In conclusion, adipocytokines play a bidirectional regulatory role in NAFLD.Most of the changes in adipokines during adipose tissue expansion are compensatory and they are often intended to provide a positive effect or neutralize the negative effects caused by another factor.However, side effects may be triggered at the same time during these changes:as fat mass increases, various adipokines increase compensatoryly.
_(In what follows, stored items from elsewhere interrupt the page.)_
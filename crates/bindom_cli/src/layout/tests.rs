use bindom::dom::{ArrayWidth, CodecOptions, Endianness, NumberKind, Value};

use super::Layout;
use crate::error::CliError;

fn layout(json: &str) -> Layout {
	serde_json::from_str(json).expect("layout json deserializes")
}

#[test]
fn codec_options_follow_declared_defaults() {
	let item = layout(r#"{ "endian": "little", "overrides": { "ushort": "big" }, "fields": [] }"#);
	let options = item.codec_options().expect("options resolve");
	assert_eq!(options.endian, Endianness::Little);
	assert_eq!(options.resolve(NumberKind::UShort, None), Endianness::Big);
	assert_eq!(options.resolve(NumberKind::Int, None), Endianness::Little);
}

#[test]
fn missing_endian_defaults_to_big() {
	let item = layout(r#"{ "fields": [] }"#);
	assert_eq!(item.codec_options().expect("options resolve").endian, Endianness::Big);
}

#[test]
fn unknown_override_kind_is_rejected() {
	let item = layout(r#"{ "overrides": { "quad": "big" }, "fields": [] }"#);
	assert!(matches!(item.codec_options(), Err(CliError::Layout { .. })));
}

#[test]
fn root_builds_nested_tree() {
	let item = layout(
		r#"{
			"fields": [
				{ "name": "n", "type": "uchar" },
				{ "name": "vals", "type": "array", "count": "n", "element": { "type": "short", "endian": "little" } },
				{ "name": "fixed", "type": "array", "count": 2, "element": { "type": "string" } },
				{ "name": "tail", "type": "struct", "fields": [ { "name": "w", "type": "wstring" } ] }
			]
		}"#,
	);
	let mut root = item.root().expect("root builds");
	let root_struct = root.as_struct().expect("struct root");
	assert_eq!(root_struct.len(), 4);
	assert_eq!(root_struct["vals"].as_array().expect("array").width(), &ArrayWidth::Member("n".to_owned()));
	assert_eq!(root_struct["fixed"].as_array().expect("array").width(), &ArrayWidth::Count(2));

	let bytes = [2, 1, 0, 2, 0, b'a', 0, b'b', 0, b'Z', 0, 0, 0];
	let consumed = root.parse(&mut &bytes[..], &CodecOptions::default()).expect("data parses");
	assert_eq!(consumed, bytes.len());

	let vals = root.as_struct().expect("struct root")["vals"].value();
	assert_eq!(vals, Value::Array(vec![Value::Int(1), Value::Int(2)]));
}

#[test]
fn invalid_declarations_are_reported() {
	let cases = [
		r#"{ "fields": [ { "type": "int" } ] }"#,
		r#"{ "fields": [ { "name": "x", "type": "quad" } ] }"#,
		r#"{ "fields": [ { "name": "x", "type": "array", "element": { "type": "int" } } ] }"#,
		r#"{ "fields": [ { "name": "x", "type": "array", "count": 1 } ] }"#,
		r#"{ "fields": [ { "name": "x", "type": "string", "endian": "big" } ] }"#,
	];
	for json in cases {
		assert!(matches!(layout(json).root(), Err(CliError::Layout { .. })), "{json}");
	}
}

#[test]
fn unknown_keys_fail_deserialization() {
	let result = serde_json::from_str::<Layout>(r#"{ "fields": [ { "name": "x", "type": "int", "size": 4 } ] }"#);
	assert!(result.is_err());
}
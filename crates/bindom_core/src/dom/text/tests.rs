use crate::dom::{BindomError, Str, WStr};

#[test]
fn string_parse_strips_terminator() {
	let mut text = Str::new();
	let mut reader: &[u8] = b"hi\0";
	let consumed = text.parse(&mut reader).expect("string parses");
	assert_eq!(consumed, 3);
	assert_eq!(text, "hi");
	assert_eq!(text.encode(), b"hi\0");
}

#[test]
fn string_parse_stops_at_first_terminator() {
	let mut text = Str::new();
	let mut reader: &[u8] = b"one\0two\0";
	assert_eq!(text.parse(&mut reader).expect("string parses"), 4);
	assert_eq!(text, "one");
	assert_eq!(reader, b"two\0");
}

#[test]
fn empty_string_is_just_terminator() {
	let mut text = Str::new().with_value("stale");
	let mut reader: &[u8] = &[0];
	assert_eq!(text.parse(&mut reader).expect("empty string parses"), 1);
	assert!(text.bytes().is_empty());
	assert_eq!(Str::new().encode(), [0]);
}

#[test]
fn string_keeps_non_utf8_bytes() {
	let mut text = Str::new();
	let mut reader: &[u8] = &[0xFF, 0x80, 0x00];
	text.parse(&mut reader).expect("string parses");
	assert_eq!(text.bytes(), [0xFF, 0x80]);
	assert_eq!(text.encode(), [0xFF, 0x80, 0x00]);
}

#[test]
fn unterminated_string_fails_and_keeps_value() {
	let mut text = Str::new().with_value("keep");
	let mut reader: &[u8] = b"abc";
	let err = text.parse(&mut reader).expect_err("unterminated input should fail");
	assert!(matches!(err, BindomError::PrematureEndOfInput { need: 4, got: 3 }));
	assert_eq!(text, "keep");
}

#[test]
fn embedded_terminator_does_not_round_trip() {
	let text = Str::new().with_value(b"a\0b".to_vec());
	let bytes = text.encode();
	let mut parsed = Str::new();
	parsed.parse(&mut bytes.as_slice()).expect("string parses");
	assert_eq!(parsed, "a");
}

#[test]
fn wide_string_decodes_utf16le() {
	let mut text = WStr::new();
	let mut reader: &[u8] = &[0x41, 0x00, 0x00, 0x00];
	let consumed = text.parse(&mut reader).expect("wide string parses");
	assert_eq!(consumed, 4);
	assert_eq!(text, "A");
}

#[test]
fn wide_string_round_trips_surrogate_pairs() {
	let text = WStr::new().with_value("h\u{e9}llo \u{1F600}");
	let bytes = text.encode();
	assert_eq!(&bytes[bytes.len() - 2..], [0, 0]);

	let mut parsed = WStr::new();
	let consumed = parsed.parse(&mut bytes.as_slice()).expect("wide string parses");
	assert_eq!(consumed, bytes.len());
	assert_eq!(parsed, text);
}

#[test]
fn wide_string_rejects_lone_surrogate() {
	let mut text = WStr::new().with_value("keep");
	let mut reader: &[u8] = &[0x00, 0xD8, 0x00, 0x00];
	assert!(matches!(text.parse(&mut reader), Err(BindomError::InvalidUtf16)));
	assert_eq!(text, "keep");
}

#[test]
fn wide_string_short_unit_fails() {
	let mut text = WStr::new();
	let mut reader: &[u8] = &[0x41, 0x00, 0x00];
	let err = text.parse(&mut reader).expect_err("half unit should fail");
	assert!(matches!(err, BindomError::PrematureEndOfInput { need: 4, got: 3 }));
}
use std::io::{ErrorKind, Read, Write};

use crate::dom::{BindomError, Result};

/// Fill `buf` from `reader`, looping over short reads until it is full or the reader hits end of input.
///
/// Returns the number of bytes placed in `buf`; anything below `buf.len()` means end of input.
pub(crate) fn read_full<R: Read + ?Sized>(reader: &mut R, buf: &mut [u8]) -> Result<usize> {
	let mut filled = 0_usize;
	while filled < buf.len() {
		match reader.read(&mut buf[filled..]) {
			Ok(0) => break,
			Ok(n) => filled += n,
			Err(err) if err.kind() == ErrorKind::Interrupted => continue,
			Err(err) => return Err(err.into()),
		}
	}
	Ok(filled)
}

/// Fill `buf` completely or fail with [`BindomError::PrematureEndOfInput`].
pub(crate) fn read_exact<R: Read + ?Sized>(reader: &mut R, buf: &mut [u8]) -> Result<()> {
	let got = read_full(reader, buf)?;
	if got < buf.len() {
		return Err(BindomError::PrematureEndOfInput { need: buf.len(), got });
	}
	Ok(())
}

/// Read `N`-byte units until an all-zero unit, returning the units before it and the total consumed.
pub(crate) fn read_terminated<R: Read + ?Sized, const N: usize>(reader: &mut R) -> Result<(Vec<u8>, usize)> {
	let mut out = Vec::new();
	loop {
		let mut unit = [0_u8; N];
		let got = read_full(reader, &mut unit)?;
		if got < N {
			return Err(BindomError::PrematureEndOfInput {
				need: out.len() + N,
				got: out.len() + got,
			});
		}
		if unit == [0_u8; N] {
			let consumed = out.len() + N;
			return Ok((out, consumed));
		}
		out.extend_from_slice(&unit);
	}
}

/// Write all of `bytes` and report how many were written.
pub(crate) fn write_counted<W: Write + ?Sized>(writer: &mut W, bytes: &[u8]) -> Result<usize> {
	writer.write_all(bytes)?;
	Ok(bytes.len())
}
Leptin, as a compensatory mechanism for maintaining insulin sensitivity, has an anti-steatotic effect on the liver, and resistin may be targeted to reduce adipogenesis.However, if adipose tissue continues to expand, leptin may overexpress SOCS3 through the JAK2-STAT pathway or directly,then SOCS3 may become inflammatory and fibrotic adipokines and causes leptin and insulin resistance through negative feedback.While stimulating other inflammatory cytokines and hepatic fibrosis,resistin can also cause IR by inhibit the JAK2-STAT pathway and leads to the deposition of liver fat by blocking the AMPK pathway.Adiponectin and its downstream AMPK pathway are inhibited,which weakens its function to improve lipid metabolism(Fig.2).
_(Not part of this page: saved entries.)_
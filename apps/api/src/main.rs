mod analysis;
mod config;
mod errors;
mod extraction;
mod llm_client;
mod routes;
mod state;

use std::net::SocketAddr;
use std::sync::Arc;
use std::time::Duration;

use anyhow::Result;
use tower_http::{cors::CorsLayer, trace::TraceLayer};
use tracing::info;
use tracing_subscriber::{layer::SubscriberExt, util::SubscriberInitExt, EnvFilter};

use crate::analysis::normalizer::Analyzer;
use crate::config::Config;
use crate::llm_client::LlmClient;
use crate::routes::build_router;
use crate::state::AppState;

#[tokio::main]
async fn main() -> Result<()> {
    // Load configuration first (fails on missing required env vars)
    let config = Config::from_env()?;

    // Initialize structured logging
    tracing_subscriber::registry()
        .with(EnvFilter::try_from_default_env().unwrap_or_else(|_| {
            EnvFilter::new(format!("{}={}", env!("CARGO_PKG_NAME"), &config.rust_log))
        }))
        .with(tracing_subscriber::fmt::layer())
        .init();

    info!("Starting ATS Score API v{}", env!("CARGO_PKG_VERSION"));

    // Initialize LLM client
    let llm = LlmClient::new(
        config.gemini_api_key.clone(),
        config.gemini_api_base.clone(),
        Duration::from_secs(config.llm_timeout_secs),
    )?;
    let analyzer = Analyzer::new(Arc::new(llm), config.gemini_model.clone());
    info!("LLM client initialized (model: {})", analyzer.model());

    let state = AppState { analyzer };

    let app = build_router(state, config.max_upload_bytes)
        .layer(TraceLayer::new_for_http())
        .layer(CorsLayer::permissive());

    let addr: SocketAddr = format!("0.0.0.0:{}", config.port).parse()?;
    info!("Listening on {addr}");

    let listener = tokio::net::TcpListener::bind(addr).await?;
    axum::serve(listener, app).await?;

    Ok(())
}
use axum::{
    http::StatusCode,
    response::{IntoResponse, Response},
    Json,
};
use serde_json::json;
use thiserror::Error;

use crate::extraction::ExtractError;
use crate::llm_client::LlmError;

/// Application-level error type.
/// Implements `IntoResponse` so Axum handlers can return `Result<T, AppError>`.
#[derive(Debug, Error)]
pub enum AppError {
    #[error("Validation error: {0}")]
    Validation(String),

    #[error("Payload too large: {0}")]
    PayloadTooLarge(String),

    #[error(transparent)]
    Extraction(#[from] ExtractError),

    #[error("LLM error: {0}")]
    Llm(#[from] LlmError),

    #[error("Internal server error: {0}")]
    Internal(#[from] anyhow::Error),
}

impl IntoResponse for AppError {
    fn into_response(self) -> Response {
        let (status, code, message) = match &self {
            AppError::Validation(msg) => (StatusCode::BAD_REQUEST, "VALIDATION_ERROR", msg.clone()),
            AppError::PayloadTooLarge(msg) => {
                (StatusCode::PAYLOAD_TOO_LARGE, "PAYLOAD_TOO_LARGE", msg.clone())
            }
            AppError::Extraction(e @ ExtractError::UnsupportedFormat { .. }) => (
                StatusCode::UNSUPPORTED_MEDIA_TYPE,
                "UNSUPPORTED_FORMAT",
                e.user_message().to_string(),
            ),
            AppError::Extraction(e @ ExtractError::Empty) => (
                StatusCode::UNPROCESSABLE_ENTITY,
                "EXTRACTION_EMPTY",
                e.user_message().to_string(),
            ),
            AppError::Llm(e) => {
                tracing::error!("LLM error: {e}");
                (
                    StatusCode::BAD_GATEWAY,
                    "LLM_ERROR",
                    "The analysis service could not be reached".to_string(),
                )
            }
            AppError::Internal(e) => {
                tracing::error!("Internal error: {e:?}");
                (
                    StatusCode::INTERNAL_SERVER_ERROR,
                    "INTERNAL_ERROR",
                    "An internal server error occurred".to_string(),
                )
            }
        };

        let body = Json(json!({
            "error": {
                "code": code,
                "message": message
            }
        }));

        (status, body).into_response()
    }
}
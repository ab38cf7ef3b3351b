use crate::analysis::normalizer::Analyzer;

/// Shared application state injected into all route handlers via Axum extractors.
/// Immutable after startup.
#[derive(Clone)]
pub struct AppState {
    pub analyzer: Analyzer,
}
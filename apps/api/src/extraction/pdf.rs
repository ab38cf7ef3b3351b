use std::panic;

use tracing::warn;

/// Extracts the text layer of a PDF, page by page in document order.
///
/// Pages without text contribute nothing. A document that cannot be decoded
/// at all (including decoder panics on malformed input) yields an empty string.
pub fn extract_pdf_text(bytes: &[u8]) -> String {
    let pages = panic::catch_unwind(|| pdf_extract::extract_text_from_mem_by_pages(bytes));

    match pages {
        Ok(Ok(pages)) => join_pages(pages),
        Ok(Err(e)) => {
            warn!("Failed to extract text from PDF: {e}");
            String::new()
        }
        Err(_) => {
            warn!("PDF decoder panicked on malformed input");
            String::new()
        }
    }
}

/// Concatenates per-page text in order, then trims.
pub fn join_pages(pages: Vec<String>) -> String {
    pages.concat().trim().to_string()
}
Fig.2 Network diagram of the pathogenesis of NAFLD

Image:NF-κB:nuclear factor-κB;;IKK-β: NF-κβ kinase inhibitor;IR:insulin resistance;ROS:reactive oxygen species;RIP3:receptor-interacting protein 3;JUK:c-Jun N-terminal kinase;MCP-1:monocyte chemotactic protein-1;,PGC-1α:peroxisome proliferator activated receptor gamma coactivator 1 alpha;SOCS-3:suppressor of cytokine signaling-3;JAK-STAT:Janus kinase/signal transducer and activator of tran-scriptions;PI3K:Phosphatidylinositol 3-kinase;TNF-α:tumor necrosis factor-alpha;IL-6:interleukin 6;AdipoR1:Adiponectin receptor 1;AdipoR2:Adiponectin receptor 2;AMPK:Adenylate-activated protein kinase;PPAR:peroxisome proliferator activated receptor.

3 Summary

IR is the origin and key point of NAFLD and other factors such as oxidative stress and adipocytokines affect the signal transduction of insulin at all levels. The factors are not independent but interact with each other and change dynamically,as Fig 2.IR, lipid toxicity and inflammation are involved in the disease process[63].Lipotoxicity promotes the development of IR and inflammation, and the mutual promotion of inflammation and IR forms a vicious circle,which in turn, increase adipocyte lipolysis and exacerbates lipotoxicity.As an integrator of inflammatory pathway networks, NF-κβ plays a role in the regulation of pro-inflammatory cytokines such as IL-6, TNF-α and anti-inflammatory cytokines such as adiponectin[6].In NAFLD, the activation of the RAS system can be used as a pro-factor or cascade of amplification factors that causes NAFLD from the source and participates in all aspects of its progress and deterioration.ACEIs or ARBs has been shown to have protective effects on heart, brain and kidneys,but its protective effect on the liver remains unclear.Recent studies have shown that it can improve insulin sensitivity and secretion by inhibiting RAS system(especially AngII), enhancing insulin signaling, reducing sympathetic activity and improving ion balance.It can also reduce lipid deposition and improve liver inflammation and fibrosis.Telmisartan and irbesartan, with PPAR-γpartial agonist activity, has the characteristics of high selective activation of PPARγ, high lipophilicity and a large volume of plasma distribution, which can improve adipocyte dysfunction and decrease TNF-αand free fatty acids, thus making it stand out[22,33-34].

NAFLD has a tendency to coexist with cardiovascular and cerebrovascular diseases such as hypertension, hyperglycemia, and coronary heart disease[64].The clinical burden of NAFLD,therefore, is not only confined to liver-related morbidity and mortality,but also affecting extra-hepatic organs and regulatory pathways.However, no drugs currently specifically recommended in clinical practice or guidelines are used for NAFLD.The review provides a new direction and theoretical basis for the treatment of NAFLD by studying the pathogenesis of NAFLD and the possible pathways of action of ACEI or ARB.At the same time, some new molecular sites of action (SOCS, NF-κB, TNF-α) may be used as a new research direction, and Ang- (1-7) oral preparations may also be used as an endogenous RAS inhibition instead of relying on ACEIs / ARBs to indirectly increase Ang- (1-7) to achieve therapeutic effect.